Barberis, Marc Francois (2007) Biomechanics of cross-country skiing locomotion. PhD thesis, University of Leeds.
Cross-country skiing constitutes ancestral method for moving along in a snow environment.A number of techniques have been developed to facilitate this. Among these techniques, one of them; namely the Diagonal Stride Technique( DST) has been described by authors as an extension of walking and running. Most biomechanical research studies have analysed the DST as a sporting activity leaving the locomotor strategies poorly described. This relationship to walking and running and the involvement of a gliding phase make the DST an interesting locomotion which may reflect a locomotor adaptation of human to the environment. The overall purpose of the research undertaken in this work was to determine the strategies employed by skiers to progress along the ground in the DST. Different analytical approaches were used to test the research question: those involved cycle patterns, joint angular kinematics,coordination and mechanical analyses of different skiing conditions. The DST with poles was tested for two different speeds. In addition,the DST was investigated without poles. The description of the joints angular kinematics showed that specific movement patterns and segmental organisation were required for skiing with a reference to walking and running.
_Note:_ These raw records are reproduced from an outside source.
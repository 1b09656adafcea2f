//! Alpha - wake-word voice assistant for the desktop
//!
//! This library provides the pieces the `alpha` binary wires together:
//! - Voice input (wake word detection, capture windows, STT) and output (TTS)
//! - Intent classification through a hosted language model
//! - Action handlers for browser, application, system and file commands
//! - A bounded conversation loop with clarifying follow-ups
//!
//! # Architecture
//!
//! ```text
//! ┌─────────────────────────────────────────────────────┐
//! │                   Input surfaces                    │
//! │        Microphone (VAD + STT)  │  Console text      │
//! └────────────────────┬────────────────────────────────┘
//!                      │ Listener
//! ┌────────────────────▼────────────────────────────────┐
//! │                Conversation loop                    │
//! │   Wake  │  Capture  │  Classify  │  Follow-up cap   │
//! └──────────┬─────────────────────────────┬────────────┘
//!            │ Intent                      │ Feedback
//! ┌──────────▼──────────────┐   ┌──────────▼────────────┐
//! │        Dispatcher       │   │  Speaker + display    │
//! │ Browser │ Apps │ Files  │   │  (TTS or console)     │
//! │ Volume  │ Power│ Window │   └───────────────────────┘
//! └──────────┬──────────────┘
//!            │ PlatformExecutor
//! ┌──────────▼──────────────────────────────────────────┐
//! │        Linux  │  macOS  │  Windows  │  Dry run      │
//! └─────────────────────────────────────────────────────┘
//! ```

pub mod config;
pub mod conversation;
pub mod dispatch;
pub mod display;
pub mod error;
pub mod feedback;
pub mod intent;
pub mod platform;
pub mod voice;

pub use config::Config;
pub use conversation::{ConversationLoop, State, Turn};
pub use dispatch::{ActionResult, DispatchContext, Dispatcher};
pub use error::{Error, Result};
pub use feedback::{Feedback, StatusEvent, StatusSender, status_channel};
pub use intent::{ActionKind, GeminiClassifier, Intent, IntentClassifier};
pub use platform::{Outcome, PlatformExecutor};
The DST locomotion was mechanically similar to running but involved a gliding phase. The generation of forward displacement was carried out using an effective sequencing of hip extension and knee and ankle extension. Poles were reported to contribute to the generation of upper and lower body propulsion strategies. They were also supposed to increase the balance of the skier by providing additional supports. The increase of speed was achieved through faster limb movements without change in the joints range of motion. The overall conclusion of this work is that although the DST could be related to running, the skiers developed some specific body segmental organisations to progress along the ground,in response to the properties of the environment and of the material.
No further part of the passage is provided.